"""

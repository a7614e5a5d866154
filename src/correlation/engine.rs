//! Correlation engine
//!
//! Pairs entry and exit observations against a frozen topology snapshot.
//! Candidates inside the time window are scored from three weak signals,
//! blended through the active weight profile, boosted for repeated
//! patterns, and filtered against the confidence threshold. Every score
//! ships with its full reasoning trail.
//!
//! A run is synchronous and deterministic: fixed inputs and
//! configuration always produce the same pairs in the same order.

use std::cmp::Ordering;
use std::collections::HashSet;

use super::rules::{
    GUARD_CORRELATION_WEIGHT, GUARD_PROBABILITY_WEIGHT, SOFT_BOOST_FACTOR,
};
use super::signals;
use super::types::{
    AuditEntry, AuditOutcome, CancelToken, ConfidenceBand, CorrelationReport, Observation,
    ObservationType, ScoreBreakdown, SessionPair, SignalBreakdown,
};
use crate::config::EngineConfig;
use crate::error::{EngineError, Result};
use crate::profile::WeightProfile;
use crate::repetition::tracker::{RepetitionStats, RepetitionTracker, SharedRepetitionTracker};
use crate::topology::{is_valid_fingerprint, TopologySnapshot, TopologyView};

// ============================================================================
// ENGINE
// ============================================================================

pub struct CorrelationEngine {
    config: EngineConfig,
    profile: WeightProfile,
    tracker: SharedRepetitionTracker,
}

enum CandidateOutcome {
    Accepted(Box<SessionPair>),
    BelowThreshold { final_correlation: f64 },
}
//! Relay and snapshot types
//!
//! Data structures only - path queries live in `view.rs`.

use std::collections::HashMap;

use chrono::{DateTime, Utc};
use serde::{Deserialize, Serialize};

use crate::error::{EngineError, Result};

// ============================================================================
// RELAY FLAGS
// ============================================================================

/// Relay flags as assigned by the directory authorities.
#[derive(Debug, Clone, Copy, PartialEq, Eq, Serialize, Deserialize)]
pub enum RelayFlag {
    Authority,
    BadExit,
    Exit,
    Fast,
    Guard,
    HSDir,
    Running,
    Stable,
    Valid,
    V2Dir,
}

impl RelayFlag {
    pub fn as_str(&self) -> &'static str {
        match self {
            RelayFlag::Authority => "Authority",
            RelayFlag::BadExit => "BadExit",
            RelayFlag::Exit => "Exit",
            RelayFlag::Fast => "Fast",
            RelayFlag::Guard => "Guard",
            RelayFlag::HSDir => "HSDir",
            RelayFlag::Running => "Running",
            RelayFlag::Stable => "Stable",
            RelayFlag::Valid => "Valid",
            RelayFlag::V2Dir => "V2Dir",
        }
    }
}

// ============================================================================
// RELAY
// ============================================================================

/// A single relay as seen in one consensus snapshot.
#[derive(Debug, Clone, PartialEq, Serialize, Deserialize)]
pub struct Relay {
    /// 40-character hex fingerprint, unique within a snapshot
    pub fingerprint: String,
    /// Operator-chosen nickname, if any
    pub nickname: Option<String>,
    /// Flags assigned by the directory authorities
    pub flags: Vec<RelayFlag>,
    /// Relative share of path selection; non-negative
    pub consensus_weight: f64,
    /// /16 subnet the relay's address falls in (e.g. "185.220.0.0/16")
    pub subnet16: String,
    pub as_number: Option<u32>,
    pub country: Option<String>,
}

impl Relay {
    pub fn has_flag(&self, flag: RelayFlag) -> bool {
        self.flags.contains(&flag)
    }

    /// Guard-capable: carries the Guard flag.
    pub fn is_guard(&self) -> bool {
        self.has_flag(RelayFlag::Guard)
    }

    /// Exit-capable: carries the Exit flag and is not a BadExit.
    pub fn is_exit(&self) -> bool {
        self.has_flag(RelayFlag::Exit) && !self.has_flag(RelayFlag::BadExit)
    }
}

/// Fingerprints are 40 hex characters (SHA-1 of the relay identity key).
pub fn is_valid_fingerprint(fingerprint: &str) -> bool {
    fingerprint.len() == 40 && fingerprint.chars().all(|c| c.is_ascii_hexdigit())
}

// ============================================================================
// TOPOLOGY SNAPSHOT
// ============================================================================

/// A frozen view of the relay network at one point in time.
///
/// Built once from the fetcher's relay records, then read-only for the
/// lifetime of every correlation run that consumes it.
#[derive(Debug, Clone, Serialize, Deserialize)]
pub struct TopologySnapshot {
    pub snapshot_id: String,
    pub captured_at: DateTime<Utc>,

    relays: HashMap<String, Relay>,

    pub total_relays: usize,
    pub guard_relays: usize,
    pub exit_relays: usize,

    /// Sum of consensus weight over guard-capable relays
    pub total_guard_weight: f64,
    /// Sum of consensus weight over exit-capable relays
    pub total_exit_weight: f64,
}

impl TopologySnapshot {
    /// Build a snapshot from fetcher relay records.
    ///
    /// Rejects malformed fingerprints, negative weights, and duplicate
    /// fingerprints; these are input validation failures, not data
    /// outcomes.
    pub fn from_relays(snapshot_id: impl Into<String>, relays: Vec<Relay>) -> Result<Self> {
        let snapshot_id = snapshot_id.into();
        let mut map = HashMap::with_capacity(relays.len());
        let mut guard_relays = 0;
        let mut exit_relays = 0;
        let mut total_guard_weight = 0.0;
        let mut total_exit_weight = 0.0;

        for relay in relays {
            if !is_valid_fingerprint(&relay.fingerprint) {
                return Err(EngineError::InvalidRelay {
                    fingerprint: relay.fingerprint,
                    reason: "fingerprint must be 40 hex characters".to_string(),
                });
            }
            if relay.consensus_weight < 0.0 || !relay.consensus_weight.is_finite() {
                return Err(EngineError::InvalidRelay {
                    fingerprint: relay.fingerprint,
                    reason: format!(
                        "consensus weight must be a non-negative number, got {}",
                        relay.consensus_weight
                    ),
                });
            }
            if map.contains_key(&relay.fingerprint) {
                return Err(EngineError::InvalidRelay {
                    fingerprint: relay.fingerprint,
                    reason: "duplicate fingerprint".to_string(),
                });
            }
            if relay.is_guard() {
                guard_relays += 1;
                total_guard_weight += relay.consensus_weight;
            }
            if relay.is_exit() {
                exit_relays += 1;
                total_exit_weight += relay.consensus_weight;
            }
            map.insert(relay.fingerprint.clone(), relay);
        }

        let total_relays = map.len();
        log::info!(
            "built topology snapshot '{}': {} relays ({} guards, {} exits)",
            snapshot_id,
            total_relays,
            guard_relays,
            exit_relays
        );

        Ok(Self {
            snapshot_id,
            captured_at: Utc::now(),
            relays: map,
            total_relays,
            guard_relays,
            exit_relays,
            total_guard_weight,
            total_exit_weight,
        })
    }

    pub fn relay(&self, fingerprint: &str) -> Option<&Relay> {
        self.relays.get(fingerprint)
    }

    pub fn contains(&self, fingerprint: &str) -> bool {
        self.relays.contains_key(fingerprint)
    }

    pub fn relays(&self) -> impl Iterator<Item = &Relay> {
        self.relays.values()
    }

    pub fn len(&self) -> usize {
        self.relays.len()
    }

    pub fn is_empty(&self) -> bool {
        self.relays.is_empty()
    }
}

// ============================================================================
// TESTS
// ============================================================================
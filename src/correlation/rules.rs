//! Scoring rules and constants
//!
//! The numeric contract of the scoring pipeline. No logic here.

// ============================================================================
// COMPOSITE SCORING
// ============================================================================

/// The repetition boost is applied softly: final = base * (1 + (b-1) * 0.5).
/// A max boost of 2.0 therefore adds at most 50% to the base score.
pub const SOFT_BOOST_FACTOR: f64 = 0.5;

/// Share of the final correlation in the guard confidence blend.
pub const GUARD_CORRELATION_WEIGHT: f64 = 0.7;

/// Share of the guard selection probability in the guard confidence blend.
pub const GUARD_PROBABILITY_WEIGHT: f64 = 0.3;

// ============================================================================
// CONFIDENCE BANDS
// ============================================================================

/// Final correlation at or above this is high confidence.
pub const HIGH_CONFIDENCE_MIN: f64 = 70.0;

/// Final correlation at or above this (and below high) is medium.
pub const MEDIUM_CONFIDENCE_MIN: f64 = 40.0;

// ============================================================================
// TIME SIGNAL PROSE BUCKETS (seconds)
// ============================================================================

pub const NEARLY_SIMULTANEOUS_SECS: f64 = 1.0;
pub const CLOSELY_ALIGNED_SECS: f64 = 10.0;
pub const LATENCY_VARIANCE_SECS: f64 = 60.0;

// ============================================================================
// VOLUME SIGNAL PROSE BUCKETS (percentage difference)
// ============================================================================

pub const NEARLY_IDENTICAL_DIFF_PCT: f64 = 5.0;
pub const OVERHEAD_DIFF_PCT: f64 = 20.0;

// ============================================================================
// PATTERN SIGNAL
// ============================================================================

/// Neutral score when timing data is missing on either side.
pub const NEUTRAL_PATTERN_SCORE: f64 = 50.0;
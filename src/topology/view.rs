//! Topology View - read-only path queries
//!
//! All queries are O(1) against the snapshot's fingerprint map and
//! precomputed weight totals; none of them mutate anything.

use serde::{Deserialize, Serialize};

use super::types::{Relay, TopologySnapshot};
use crate::error::{EngineError, Result};

/// Outcome of a path feasibility check, with the violated constraints.
#[derive(Debug, Clone, Serialize, Deserialize)]
pub struct PathFeasibility {
    pub feasible: bool,
    pub violations: Vec<String>,
}

/// Borrowing read model over a frozen snapshot.
///
/// Concurrent readers are unrestricted; there is no writer while the
/// engine runs.
#[derive(Debug, Clone, Copy)]
pub struct TopologyView<'a> {
    snapshot: &'a TopologySnapshot,
}

impl<'a> TopologyView<'a> {
    pub fn new(snapshot: &'a TopologySnapshot) -> Self {
        Self { snapshot }
    }

    pub fn contains(&self, fingerprint: &str) -> bool {
        self.snapshot.contains(fingerprint)
    }

    /// Look up a relay, failing with UnknownRelay if absent.
    pub fn relay(&self, fingerprint: &str) -> Result<&'a Relay> {
        self.snapshot
            .relay(fingerprint)
            .ok_or_else(|| EngineError::UnknownRelay(fingerprint.to_string()))
    }

    /// Probability (0..1) that the relay is selected as a guard:
    /// its consensus weight over the guard-capable total. A resolved
    /// relay without guard capability has probability 0.
    pub fn guard_selection_probability(&self, fingerprint: &str) -> Result<f64> {
        let relay = self.relay(fingerprint)?;
        if !relay.is_guard() || self.snapshot.total_guard_weight <= 0.0 {
            return Ok(0.0);
        }
        Ok(relay.consensus_weight / self.snapshot.total_guard_weight)
    }

    /// Check whether a hypothesized (guard, ..., exit) path is feasible:
    /// guard flag on the entry side, exit capability on the exit side,
    /// and no shared /16 subnet.
    pub fn path_feasibility(&self, guard_fp: &str, exit_fp: &str) -> Result<PathFeasibility> {
        let guard = self.relay(guard_fp)?;
        let exit = self.relay(exit_fp)?;

        let mut violations = Vec::new();
        if !guard.is_guard() {
            violations.push("entry relay lacks the Guard flag".to_string());
        }
        if !exit.is_exit() {
            violations.push("exit relay lacks exit capability".to_string());
        }
        if guard.subnet16 == exit.subnet16 {
            violations.push(format!(
                "entry and exit relays share /16 subnet {}",
                guard.subnet16
            ));
        }

        Ok(PathFeasibility {
            feasible: violations.is_empty(),
            violations,
        })
    }

    /// Guard-capable relays, most heavily weighted first.
    pub fn guards(&self) -> Vec<&'a Relay> {
        let mut guards: Vec<&Relay> = self
            .snapshot
            .relays()
            .filter(|r| r.is_guard())
            .collect();
        guards.sort_by(|a, b| {
            b.consensus_weight
                .partial_cmp(&a.consensus_weight)
                .unwrap_or(std::cmp::Ordering::Equal)
                .then_with(|| a.fingerprint.cmp(&b.fingerprint))
        });
        guards
    }

    /// Exit-capable relays, most heavily weighted first.
    pub fn exits(&self) -> Vec<&'a Relay> {
        let mut exits: Vec<&Relay> = self.snapshot.relays().filter(|r| r.is_exit()).collect();
        exits.sort_by(|a, b| {
            b.consensus_weight
                .partial_cmp(&a.consensus_weight)
                .unwrap_or(std::cmp::Ordering::Equal)
                .then_with(|| a.fingerprint.cmp(&b.fingerprint))
        });
        exits
    }

    /// Guards that could appear on a path ending at the given exit,
    /// after applying the /16 rule.
    pub fn compatible_guards_for_exit(&self, exit_fp: &str) -> Result<Vec<&'a Relay>> {
        let exit = self.relay(exit_fp)?;
        Ok(self
            .guards()
            .into_iter()
            .filter(|guard| guard.subnet16 != exit.subnet16)
            .collect())
    }
}

// ============================================================================
// TESTS
// ============================================================================
//! Correlation types
//!
//! Data structures only - scoring logic lives in `signals.rs` and
//! `engine.rs`. Everything here is plain serializable data; a report can
//! round-trip through JSON without loss.

use std::sync::atomic::{AtomicBool, Ordering};
use std::sync::Arc;

use chrono::{DateTime, Utc};
use serde::{Deserialize, Serialize};

use super::rules::{HIGH_CONFIDENCE_MIN, MEDIUM_CONFIDENCE_MIN};

// ============================================================================
// OBSERVATIONS
// ============================================================================

/// Which side of the overlay network the observation was taken on.
#[derive(Debug, Clone, Copy, PartialEq, Eq, Serialize, Deserialize)]
#[serde(rename_all = "snake_case")]
pub enum ObservationType {
    /// Traffic seen entering the network
    EntryObserved,
    /// Traffic seen exiting the network
    ExitObserved,
}

impl ObservationType {
    pub fn as_str(&self) -> &'static str {
        match self {
            ObservationType::EntryObserved => "entry_observed",
            ObservationType::ExitObserved => "exit_observed",
        }
    }
}

impl std::fmt::Display for ObservationType {
    fn fmt(&self, f: &mut std::fmt::Formatter<'_>) -> std::fmt::Result {
        write!(f, "{}", self.as_str())
    }
}

/// One traffic metadata record: when, where, how much. No payload.
#[derive(Debug, Clone, PartialEq, Serialize, Deserialize)]
pub struct Observation {
    /// Unique identifier
    pub id: String,
    /// Absolute timestamp in microseconds
    pub timestamp_us: i64,
    pub observation_type: ObservationType,
    /// Fingerprint of the relay where traffic was seen
    pub relay_fingerprint: String,
    /// Total bytes observed
    pub bytes: u64,
    /// Inter-arrival deltas in milliseconds, if captured
    #[serde(default)]
    pub packet_timings: Option<Vec<f64>>,
}

impl Observation {
    pub fn timestamp(&self) -> Option<DateTime<Utc>> {
        DateTime::from_timestamp_micros(self.timestamp_us)
    }
}

// ============================================================================
// SCORE BREAKDOWN
// ============================================================================

/// One signal's contribution to the composite score.
#[derive(Debug, Clone, PartialEq, Serialize, Deserialize)]
pub struct SignalBreakdown {
    pub score: f64,
    pub weight: f64,
    pub contribution: f64,
    pub reasoning: String,
}

/// How a pair's final correlation was calculated.
#[derive(Debug, Clone, PartialEq, Serialize, Deserialize)]
pub struct ScoreBreakdown {
    pub time: SignalBreakdown,
    pub volume: SignalBreakdown,
    pub pattern: SignalBreakdown,
    pub base_correlation: f64,
    pub repetition_boost: f64,
    pub final_correlation: f64,
}

// ============================================================================
// CONFIDENCE BANDS
// ============================================================================

/// Verdict band for an emitted pair.
#[derive(Debug, Clone, Copy, PartialEq, Eq, Serialize, Deserialize)]
#[serde(rename_all = "snake_case")]
pub enum ConfidenceBand {
    High,
    Medium,
    Low,
}

impl ConfidenceBand {
    pub fn from_score(final_correlation: f64) -> Self {
        if final_correlation >= HIGH_CONFIDENCE_MIN {
            ConfidenceBand::High
        } else if final_correlation >= MEDIUM_CONFIDENCE_MIN {
            ConfidenceBand::Medium
        } else {
            ConfidenceBand::Low
        }
    }

    pub fn as_str(&self) -> &'static str {
        match self {
            ConfidenceBand::High => "high",
            ConfidenceBand::Medium => "medium",
            ConfidenceBand::Low => "low",
        }
    }
}

// ============================================================================
// SESSION PAIR
// ============================================================================

/// Two observations hypothesized to belong to the same session, with the
/// full scoring trail. Immutable once emitted.
#[derive(Debug, Clone, PartialEq, Serialize, Deserialize)]
pub struct SessionPair {
    /// entry id + "_" + exit id
    pub pair_id: String,
    pub entry: Observation,
    pub exit: Observation,

    /// |t_exit - t_entry| in seconds
    pub time_delta_secs: f64,

    /// Weighted blend of the three signals, 0-100
    pub base_correlation: f64,
    /// Combined repetition boost multiplier, >= 1.0
    pub repetition_boost: f64,
    /// Boost-adjusted composite, 0-100
    pub final_correlation: f64,

    /// The entry observation's relay
    pub hypothesized_guard: String,
    /// Confidence in the guard hypothesis, 0-100
    pub guard_confidence: f64,

    /// Step-by-step plain-language audit trail
    pub reasoning: Vec<String>,
    pub score_breakdown: ScoreBreakdown,
}

impl SessionPair {
    pub fn confidence_band(&self) -> ConfidenceBand {
        ConfidenceBand::from_score(self.final_correlation)
    }
}

// ============================================================================
// AUDIT
// ============================================================================

/// Why a candidate or group was dropped. Data outcomes, never errors.
#[derive(Debug, Clone, Copy, PartialEq, Eq, Serialize, Deserialize)]
#[serde(rename_all = "snake_case")]
pub enum AuditOutcome {
    UnknownRelay,
    Infeasible,
    BelowThreshold,
    BelowMinClusterObservations,
}

impl AuditOutcome {
    pub fn as_str(&self) -> &'static str {
        match self {
            AuditOutcome::UnknownRelay => "unknown_relay",
            AuditOutcome::Infeasible => "infeasible",
            AuditOutcome::BelowThreshold => "below_threshold",
            AuditOutcome::BelowMinClusterObservations => "below_min_cluster_observations",
        }
    }
}

/// One dropped candidate or group, with the reason.
#[derive(Debug, Clone, PartialEq, Serialize, Deserialize)]
pub struct AuditEntry {
    /// Pair id or guard fingerprint the entry is about
    pub subject: String,
    pub outcome: AuditOutcome,
    pub detail: String,
}

// ============================================================================
// REPORT
// ============================================================================

/// Result of one correlation run: ranked pairs plus the audit trail of
/// everything that was considered and dropped.
#[derive(Debug, Clone, PartialEq, Serialize, Deserialize)]
pub struct CorrelationReport {
    pub pairs: Vec<SessionPair>,
    pub audit: Vec<AuditEntry>,
}

// ============================================================================
// CANCELLATION
// ============================================================================

/// Cooperative cancellation flag, checked between candidates.
/// A cancelled run returns an error; partial results are never emitted.
#[derive(Debug, Clone, Default)]
pub struct CancelToken {
    flag: Arc<AtomicBool>,
}

impl CancelToken {
    pub fn new() -> Self {
        Self::default()
    }

    pub fn cancel(&self) {
        self.flag.store(true, Ordering::Relaxed);
    }

    pub fn is_cancelled(&self) -> bool {
        self.flag.load(Ordering::Relaxed)
    }
}
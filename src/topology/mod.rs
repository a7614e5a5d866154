//! Topology Module
//!
//! Immutable, time-stamped read model of the overlay relay network.
//! The snapshot is produced by an external fetcher; the engine only
//! reads it.
//!
//! ## Structure
//! - `types`: Relay, RelayFlag, TopologySnapshot (data only)
//! - `view`: TopologyView - lookups, selection probability, path feasibility

pub mod types;
pub mod view;

pub use types::{is_valid_fingerprint, Relay, RelayFlag, TopologySnapshot};
pub use view::{PathFeasibility, TopologyView};
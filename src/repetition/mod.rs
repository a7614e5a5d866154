//! Repetition Module
//!
//! Frequency tracking over observation patterns. Repeated patterns are
//! statistically more significant, so repeat sightings earn a capped
//! boost multiplier on the composite score.
//!
//! The tracker is the only mutable engine state; share one across runs
//! via `SharedRepetitionTracker` to accumulate counts across batches.

pub mod tracker;

pub use tracker::{
    pattern_key, PatternCount, RepetitionStats, RepetitionTracker, SharedRepetitionTracker,
    PATTERN_KEY_DELIMITER, VOLUME_BUCKET_BYTES,
};
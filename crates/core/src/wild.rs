use crate::{Card, Rank};

/// First round with no rank-based wild. The deal grows one card per round,
/// so round 11 is the 13-card final deal and `round + 2` would walk off the
/// top of the rank order.
pub const FINAL_ROUND: u32 = 11;

/// The rank treated as wild for a round: ordinal `round + 2` counted from
/// Two. From [`FINAL_ROUND`] on, no rank is wild and only jokers remain.
///
/// Note the rulebook text says threes are wild in round 1 and aces in the
/// final round; the shipped mapping starts at Five and reaches Ace in round
/// 10. Kept as shipped pending a rules decision.
pub fn wild_rank(round: u32) -> Option<Rank> {
    if round >= FINAL_ROUND {
        return None;
    }
    Rank::from_ordinal(round + 2)
}

/// Whether `card` is wild in `round`. Presentation layers use this for wild
/// badges; it is the same predicate the scanner applies internally.
pub fn is_wild(card: Card, round: u32) -> bool {
    card.is_wild_for(wild_rank(round))
}

#[cfg(test)]
mod tests {
    use super::*;
    use crate::Suit;

    #[test]
    fn wild_rank_by_round() {
        assert_eq!(wild_rank(1), Some(Rank::Five));
        assert_eq!(wild_rank(2), Some(Rank::Six));
        assert_eq!(wild_rank(7), Some(Rank::Jack));
        assert_eq!(wild_rank(10), Some(Rank::Ace));
    }

    #[test]
    fn final_rounds_have_no_rank_wild() {
        assert_eq!(wild_rank(FINAL_ROUND), None);
        assert_eq!(wild_rank(FINAL_ROUND + 5), None);
    }

    #[test]
    fn jokers_stay_wild_past_the_threshold() {
        assert!(is_wild(Card::joker(), FINAL_ROUND));
        assert!(!is_wild(Card::standard(Suit::Spades, Rank::Ace), FINAL_ROUND));
        assert!(is_wild(Card::standard(Suit::Spades, Rank::Ace), 10));
    }
}
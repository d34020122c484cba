use std::env;
use std::process::exit;
use wildrun_client::{caught_points, EventQueue, HandState};
use wildrun_core::{
    best_partition, hand_size, is_wild, parse_hand, run_lengths, wild_rank, Card, Deck, Meld,
    RngState,
};

const USAGE: &str = "usage: wildrun-cli [--json] <round> <cards...>
       wildrun-cli [--json] --deal [--seed N] <round>

cards are rank+suit tokens (9s tc jh qd ad) or jo for a joker";

#[derive(Debug, Default)]
struct CliOptions {
    round: Option<u32>,
    tokens: Vec<String>,
    deal: bool,
    seed: Option<u64>,
    json: bool,
}

fn parse_args(mut args: impl Iterator<Item = String>) -> Result<CliOptions, String> {
    let mut options = CliOptions::default();
    while let Some(arg) = args.next() {
        match arg.as_str() {
            "--json" => options.json = true,
            "--deal" => options.deal = true,
            "--seed" => {
                let value = args.next().ok_or("--seed needs a value")?;
                options.seed = Some(value.parse().map_err(|_| format!("bad seed `{value}`"))?);
            }
            "-h" | "--help" => return Err(String::new()),
            _ if options.round.is_none() => {
                options.round = Some(
                    arg.parse()
                        .ok()
                        .filter(|&r| r >= 1)
                        .ok_or_else(|| format!("round must be a positive integer, got `{arg}`"))?,
                );
            }
            _ => options.tokens.push(arg),
        }
    }
    if options.round.is_none() {
        return Err("missing round".into());
    }
    if options.deal && !options.tokens.is_empty() {
        return Err("--deal takes no cards".into());
    }
    if !options.deal && options.tokens.is_empty() {
        return Err("no cards given (or use --deal)".into());
    }
    Ok(options)
}

fn render_hand(cards: &[Card], melds: &[Meld], round: u32) -> String {
    let mut out = String::new();
    for (i, card) in cards.iter().enumerate() {
        if !out.is_empty() {
            out.push(' ');
        }
        if melds.iter().any(|m| m.start == i) {
            out.push('[');
        }
        out.push_str(&card.to_string());
        if is_wild(*card, round) {
            out.push('*');
        }
        if melds.iter().any(|m| m.start + m.len == i + 1) {
            out.push(']');
        }
    }
    out
}

fn main() {
    let options = match parse_args(env::args().skip(1)) {
        Ok(options) => options,
        Err(message) => {
            if !message.is_empty() {
                eprintln!("wildrun-cli: {message}");
            }
            eprintln!("{USAGE}");
            exit(if message.is_empty() { 0 } else { 1 });
        }
    };
    let round = options.round.unwrap_or(1);

    let (cards, seed) = if options.deal {
        let mut rng = match options.seed {
            Some(seed) => RngState::from_seed(seed),
            None => RngState::from_entropy(),
        };
        let mut deck = Deck::game_deck();
        deck.shuffle(&mut rng);
        (deck.deal(round), Some(rng.seed()))
    } else {
        match parse_hand(&options.tokens.join(" ")) {
            Ok(cards) => (cards, None),
            Err(error) => {
                eprintln!("wildrun-cli: {error}");
                exit(1);
            }
        }
    };

    let mut events = EventQueue::default();
    let mut hand = HandState::new();
    hand.set_hand(cards.clone(), round, &mut events);
    let melds = best_partition(&run_lengths(&cards, wild_rank(round)));

    if options.json {
        let report = serde_json::json!({
            "round": round,
            "wild": wild_rank(round),
            "handSize": hand_size(round),
            "seed": seed,
            "cards": cards.iter().enumerate().map(|(i, card)| {
                serde_json::json!({
                    "card": card.to_string(),
                    "wild": is_wild(*card, round),
                    "grouped": hand.grouped()[i],
                })
            }).collect::<Vec<_>>(),
            "grouped": hand.grouped_count(),
            "canGoOut": hand.can_go_out(),
            "caughtPoints": caught_points(&hand),
        });
        println!("{report}");
        return;
    }

    match wild_rank(round) {
        Some(rank) => println!("round {round}, {:?} wild (* = wild)", rank),
        None => println!("round {round}, only jokers wild (* = wild)"),
    }
    if let Some(seed) = seed {
        println!("seed {seed}");
    }
    println!("hand: {}", render_hand(&cards, &melds, round));
    if hand.can_go_out() {
        println!("all {} cards grouped: can go out", hand.len());
    } else {
        println!(
            "grouped {} of {}; caught with {} points",
            hand.grouped_count(),
            hand.len(),
            caught_points(&hand)
        );
    }
}

#[cfg(test)]
mod tests {
    use super::*;

    fn args(text: &str) -> impl Iterator<Item = String> + '_ {
        text.split_whitespace().map(ToString::to_string)
    }

    #[test]
    fn parses_round_and_cards() {
        let options = parse_args(args("4 9s ts js")).unwrap();
        assert_eq!(options.round, Some(4));
        assert_eq!(options.tokens, vec!["9s", "ts", "js"]);
        assert!(!options.deal);
    }

    #[test]
    fn parses_deal_with_seed() {
        let options = parse_args(args("--json --deal --seed 7 3")).unwrap();
        assert!(options.json && options.deal);
        assert_eq!(options.seed, Some(7));
        assert_eq!(options.round, Some(3));
    }

    #[test]
    fn rejects_bad_rounds() {
        assert!(parse_args(args("0 9s")).is_err());
        assert!(parse_args(args("nope 9s")).is_err());
        assert!(parse_args(args("--deal --seed x 3")).is_err());
    }

    #[test]
    fn renders_meld_brackets_and_wild_badges() {
        let cards = parse_hand("9s jo js qs 2c").unwrap();
        let melds = best_partition(&run_lengths(&cards, wild_rank(11)));
        assert_eq!(render_hand(&cards, &melds, 11), "[9s jo* js qs] 2c");
    }
}
use crate::{best_partition, run_lengths, wild_rank, Card};

/// The engine entry point: which positions of `hand` are covered by the
/// chosen melds for `round`. Same length and order as `hand`; a pure
/// function of its inputs with no failure path (an empty hand yields an
/// empty mask). Callers own writing the flags back onto their hand state.
pub fn grouped_mask(hand: &[Card], round: u32) -> Vec<bool> {
    let wild = wild_rank(round);
    let lengths = run_lengths(hand, wild);
    let mut mask = vec![false; hand.len()];
    for meld in best_partition(&lengths) {
        for flag in &mut mask[meld.start..meld.start + meld.len] {
            *flag = true;
        }
    }
    mask
}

"""

» Brief:
Go through the listing above, and whenever a line holds the word "enumerate", copy it.

» Answer:
    for (i, card) in cards.iter().enumerate() {
            "cards": cards.iter().enumerate().map(|(i, card)| {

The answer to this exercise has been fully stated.